*** Dataset records Section Begins ***

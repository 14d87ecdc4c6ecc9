//! taskcal CLI entry point.

use std::process::ExitCode;

use clap::Parser;
use taskcal_core::{TracingConfig, init_tracing};

use taskcal_client::cli::{AuthAction, Cli, Command, ConfigAction};
use taskcal_client::commands;
use taskcal_client::config::ClientConfig;
use taskcal_client::error::ClientResult;

#[tokio::main]
async fn main() -> ExitCode {
    let cli = Cli::parse();

    let tracing = if cli.is_long_running() && !cli.debug {
        TracingConfig::watch()
    } else {
        TracingConfig::cli(cli.debug)
    };
    if let Err(e) = init_tracing(tracing) {
        eprintln!("warning: {}", e);
    }

    match run(cli).await {
        Ok(()) => ExitCode::SUCCESS,
        Err(e) => {
            eprintln!("error: {}", e);
            ExitCode::FAILURE
        }
    }
}

async fn run(cli: Cli) -> ClientResult<()> {
    let config_path = cli.config.clone().unwrap_or_else(ClientConfig::default_path);
    let config = if cli.config.is_some() {
        ClientConfig::load_from(&config_path)?
    } else {
        ClientConfig::load()?
    };

    match cli.command {
        Command::Auth { action } => match action {
            AuthAction::Connect {
                provider,
                service,
                client_id,
                no_browser,
            } => {
                commands::auth::connect(
                    config,
                    &config_path,
                    provider,
                    service,
                    client_id,
                    no_browser,
                )
                .await
            }
            AuthAction::Disconnect { provider } => commands::auth::disconnect(config, provider),
            AuthAction::Status => commands::auth::status(config, cli.json),
        },
        Command::Sync {
            provider,
            watch,
            interval,
        } => commands::sync::run(config, provider, watch, interval, cli.json).await,
        Command::Config { action } => match action {
            ConfigAction::Dump => commands::config::dump(&config, &config_path),
            ConfigAction::Validate => commands::config::validate(&config),
            ConfigAction::Path => commands::config::path(&config, &config_path),
        },
    }
}
//! Per-session operation counters.

use std::sync::atomic::{AtomicU64, Ordering};

use serde::{Deserialize, Serialize};

use super::operation::OperationCategory;

/// Monotonic counters for one session.
///
/// A fresh set is created on every connect; nothing survives a disconnect.
#[derive(Debug, Default)]
pub struct SessionCounters {
    tool_calls: AtomicU64,
    resources_read: AtomicU64,
    prompts_retrieved: AtomicU64,
    errors: AtomicU64,
}

impl SessionCounters {
    pub fn new() -> Self {
        Self::default()
    }

    /// Record a completed operation.
    ///
    /// Successful listings have no counter of their own and record nothing.
    pub fn record(&self, category: OperationCategory, success: bool) {
        if !success {
            self.errors.fetch_add(1, Ordering::Relaxed);
            return;
        }

        let counter = match category {
            OperationCategory::ToolCall => &self.tool_calls,
            OperationCategory::ResourceRead => &self.resources_read,
            OperationCategory::PromptGet => &self.prompts_retrieved,
            OperationCategory::ToolList
            | OperationCategory::ResourceList
            | OperationCategory::PromptList => return,
        };
        counter.fetch_add(1, Ordering::Relaxed);
    }

    pub fn snapshot(&self) -> CounterSnapshot {
        CounterSnapshot {
            tool_calls: self.tool_calls.load(Ordering::Relaxed),
            resources_read: self.resources_read.load(Ordering::Relaxed),
            prompts_retrieved: self.prompts_retrieved.load(Ordering::Relaxed),
            errors: self.errors.load(Ordering::Relaxed),
        }
    }
}

/// Point-in-time copy of [`SessionCounters`].
#[derive(Debug, Clone, Copy, Default, PartialEq, Eq, Serialize, Deserialize)]
#[serde(rename_all = "camelCase")]
pub struct CounterSnapshot {
    pub tool_calls: u64,
    pub resources_read: u64,
    pub prompts_retrieved: u64,
    pub errors: u64,
}

impl CounterSnapshot {
    pub fn total(&self) -> u64 {
        self.tool_calls + self.resources_read + self.prompts_retrieved + self.errors
    }

    pub fn is_zero(&self) -> bool {
        self.total() == 0
    }
}

#[cfg(test)]
mod tests {
    use super::*;

    #[test]
    fn test_success_increments_category() {
        let counters = SessionCounters::new();
        counters.record(OperationCategory::ToolCall, true);
        counters.record(OperationCategory::ToolCall, true);
        counters.record(OperationCategory::ResourceRead, true);
        counters.record(OperationCategory::PromptGet, true);

        let snapshot = counters.snapshot();
        assert_eq!(snapshot.tool_calls, 2);
        assert_eq!(snapshot.resources_read, 1);
        assert_eq!(snapshot.prompts_retrieved, 1);
        assert_eq!(snapshot.errors, 0);
    }

    #[test]
    fn test_failure_only_increments_errors() {
        let counters = SessionCounters::new();
        counters.record(OperationCategory::ToolCall, false);
        counters.record(OperationCategory::ResourceRead, false);

        let snapshot = counters.snapshot();
        assert_eq!(snapshot.tool_calls, 0);
        assert_eq!(snapshot.resources_read, 0);
        assert_eq!(snapshot.errors, 2);
    }

    #[test]
    fn test_listings_have_no_counter() {
        let counters = SessionCounters::new();
        counters.record(OperationCategory::ToolList, true);
        counters.record(OperationCategory::ResourceList, true);
        counters.record(OperationCategory::PromptList, true);
        assert!(counters.snapshot().is_zero());

        counters.record(OperationCategory::PromptList, false);
        assert_eq!(counters.snapshot().errors, 1);
    }

    #[test]
    fn test_snapshot_serializes_camel_case() {
        let snapshot = CounterSnapshot {
            tool_calls: 1,
            ..Default::default()
        };
        let value = serde_json::to_value(snapshot).unwrap();
        assert_eq!(value["toolCalls"], 1);
        assert_eq!(value["promptsRetrieved"], 0);
    }
}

*** Dataset records Section Ends ***

From the material above, count the lines that include "return" and give only the total.

Result:
2